Did your husband send a NC letter? Exposing her to her bf is a good idea, but what are you and your husband doing to fix your marriage?


----------



## workindad (May 7, 2011)

Do you out her 

Absolutely
_Posted via Mobile Device_


----------



## 3putt (Dec 3, 2012)

Allen_A said:


> As far as good reasons to expose or not :
> 
> a. assess your own vulnerability level - does she know where you work? Can she make your life more difficult? Does she have a registered firearm? Do you have a security system? Does she know where you live? You may be starting an ugly war here and need to put your fences up.
> b. is she continuing to violate your home, or is the affair over?
> ...


Allen, serious question here: Have you ever seen anything CLOSE to this happening with anyone? 

Arrested on conspiracy charges?? LOL....what conspiracy? C'mon, man....that's about as overboard and preposterous a scenario as I have ever heard.


----------



## lostmyreligion (Oct 18, 2013)

EleGirl said:


> A question here...
> 
> what are your goals in exposing? This is an important question to ask.


:iagree:

Absolutely. I would out her regardless - but EG raises a really good point. 

It truly excellent that you have all the tools and, more importantly, the will to use them, but planning and methodical execution, especially in a situation like this, is never a bad idea.


----------



## harrybrown (May 22, 2013)

Yes expose. she did not bother to keep any boundaries, even after dday. 

If her sugar daddy has any doubts, your H can provide more details.


----------



## Allen_A (Nov 18, 2013)

3putt said:


> Allen, serious question here: Have you ever seen anything CLOSE to this happening with anyone?
> 
> Arrested on conspiracy charges?? LOL....what conspiracy? C'mon, man....that's about as overboard and preposterous a scenario as I have ever heard.


I think you are taking that out of context.

What I suggested is that if the OW's boyfriend became violent and acted against OP's husband, that she could become dragged into a police investigation.

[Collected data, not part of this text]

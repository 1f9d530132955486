//! Single-precision dual numbers.
//!
//! Same definition as [`Dual`](crate::dual::Dual) over `f32`, so `float32`
//! parameter batches get pathwise derivatives through the same generic code.

use crate::dual::forward_dual;

forward_dual!(
    /// f32 dual number for forward-mode AD.
    Dual32,
    f32
);

#[cfg(test)]
mod tests {
    use super::*;

    #[test]
    fn test_constant_has_zero_derivative() {
        let c = Dual32::constant(5.0);
        assert_eq!(c.val, 5.0);
        assert_eq!(c.dot, 0.0);
    }

    #[test]
    fn test_var_has_unit_derivative() {
        let x = Dual32::var(3.0);
        assert_eq!(x.val, 3.0);
        assert_eq!(x.dot, 1.0);
    }

    #[test]
    fn test_asinh_derivative() {
        // d/dx asinh(x) = 1/sqrt(1+x^2)
        let x = Dual32::var(0.75);
        let y = x.asinh();
        assert!((y.val - 0.75_f32.asinh()).abs() < 1e-6);
        assert!((y.dot - 0.8).abs() < 1e-6);
    }

    #[test]
    fn test_sinh_derivative() {
        let x = Dual32::var(1.0);
        let y = x.sinh();
        assert!((y.val - 1.0_f32.sinh()).abs() < 1e-6);
        assert!((y.dot - 1.0_f32.cosh()).abs() < 1e-6);
    }

    #[test]
    fn test_scale_times_sinh_plus_loc() {
        // f(s) = s * sinh(w) + l, df/ds = sinh(w)
        let w = Dual32::constant(0.4);
        let s = Dual32::var(1.5);
        let l = Dual32::constant(-2.0);
        let f = s * w.sinh() + l;
        assert!((f.dot - 0.4_f32.sinh()).abs() < 1e-6);
    }
}
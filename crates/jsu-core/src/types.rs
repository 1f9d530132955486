//! Common data types for jsu

use serde::{Deserialize, Serialize};
use std::fmt;

use crate::Result;

/// Floating-point element type of a parameter array.
#[derive(Debug, Clone, Copy, PartialEq, Eq, Hash, Serialize, Deserialize)]
#[serde(rename_all = "lowercase")]
pub enum DType {
    /// 32-bit float
    F32,
    /// 64-bit float
    F64,
}

impl fmt::Display for DType {
    fn fmt(&self, f: &mut fmt::Formatter<'_>) -> fmt::Result {
        match self {
            DType::F32 => write!(f, "float32"),
            DType::F64 => write!(f, "float64"),
        }
    }
}

/// How gradients flow through samples.
#[derive(Debug, Clone, Copy, PartialEq, Eq, Serialize, Deserialize)]
pub enum ReparameterizationType {
    /// Samples are a differentiable function of the parameters and a
    /// parameter-free noise source.
    FullyReparameterized,
    /// Samples carry no pathwise gradient.
    NotReparameterized,
}

/// Support constraint of a parameter.
#[derive(Debug, Clone, Copy, PartialEq, Eq, Serialize, Deserialize)]
pub enum Constraint {
    /// Any real value.
    Real,
    /// Strictly positive.
    Positive,
}

impl Constraint {
    /// Whether `v` satisfies the constraint. NaN never does.
    #[inline]
    pub fn contains(&self, v: f64) -> bool {
        match self {
            Constraint::Real => !v.is_nan(),
            Constraint::Positive => v > 0.0,
        }
    }
}

/// Construction options shared by every distribution.
#[derive(Debug, Clone, PartialEq, Eq, Serialize, Deserialize)]
#[serde(default)]
pub struct DistributionOptions {
    /// Check parameter constraints (slower). When `false`, invalid
    /// parameters silently produce NaN/Inf.
    pub validate_args: bool,

    /// When `false`, statistics with undefined (NaN) batch members are
    /// reported as errors instead of returned.
    pub allow_nan_stats: bool,

    /// Display name.
    pub name: String,
}

impl Default for DistributionOptions {
    fn default() -> Self {
        Self { validate_args: false, allow_nan_stats: true, name: String::new() }
    }
}

impl DistributionOptions {
    /// Options with the given name and default flags.
    pub fn named(name: impl Into<String>) -> Self {
        Self { name: name.into(), ..Self::default() }
    }

    /// Set `validate_args`.
    pub fn with_validate_args(mut self, validate_args: bool) -> Self {
        self.validate_args = validate_args;
        self
    }

    /// Set `allow_nan_stats`.
    pub fn with_allow_nan_stats(mut self, allow_nan_stats: bool) -> Self {
        self.allow_nan_stats = allow_nan_stats;
        self
    }

    /// Set the display name.
    pub fn with_name(mut self, name: impl Into<String>) -> Self {
        self.name = name.into();
        self
    }

    /// Parse options from JSON; missing fields take their defaults.
    pub fn from_json(s: &str) -> Result<Self> {
        Ok(serde_json::from_str(s)?)
    }

    /// Serialize options to JSON.
    pub fn to_json(&self) -> Result<String> {
        Ok(serde_json::to_string(self)?)
    }
}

If anything happened to her husband, as a result of OP outing the OW, the OP might be in trouble with the law.

A clever lawyer could easy suggest that OP outed the OW on purpose, expecting violence to result. Or could even suggest the betrayed spouses both planned this together.

Then boom OP is in trouble.

You can suggest it's preposterous all you want. But in my opinion it's worth warning OP about.

I read a lot of posts here of everyone saying "out her, absolutely" etc... I am merely suggesting OP thinks about the possible consequences this may have to her own welfare.. legally speaking.

You can shrug it off, but at least give me some credit for advocating the OP take some forethought here relative to the other posts here of people just blindly cheer-leading exposure without the slightest warning to the consequences.

I do advocate exposure. I am merely suggesting that the exposer does everything she can to ensure her safety is the first priority.

a. protecting the marriage is not the first priority
b. "sticking it" to the OW is not the first priority
c. doing right by the boyfriend who is deceived here - not first priority
d. ensuring OP is safe comes first

If OP outs her husband's cuckolding this other man, violence may erupt. That's a fact.

That violence may very well bring the law to OP's door for instigating the whole thing. That's a fact.

How serious the law may take her instigating violence? I don't know. I am not a criminal lawyer.

But I am certainly not stupid enough to advocate OP just out OW without thinking about the possible legal ramifications.

OP has already sent a nasty message OW's way.

I do think OP ought to expose.. safely. I think the OP ought to expose in writing/digital recording to ensure if there is any fallout, that the law will know OP was not in any way advocating violence. I think the OP ought to expose in a way that will advocate the cuckolded man simply be aware of what is going on, for his own safety. OW could be sleeping with other men and be passing STD's around or something. That is how i would phrase it, in writing.

Good grief. Someone here ought to give the OP some safety warnings or advocate taking some precautions. There are far too many reckless cheerleading posts here.

There isn't a single post here warning the OP about her own safety here. Don't you think that ought to be the FIRST thing that gets posted here?

Two pages and only one post warning OP to lock her door and take safety precations?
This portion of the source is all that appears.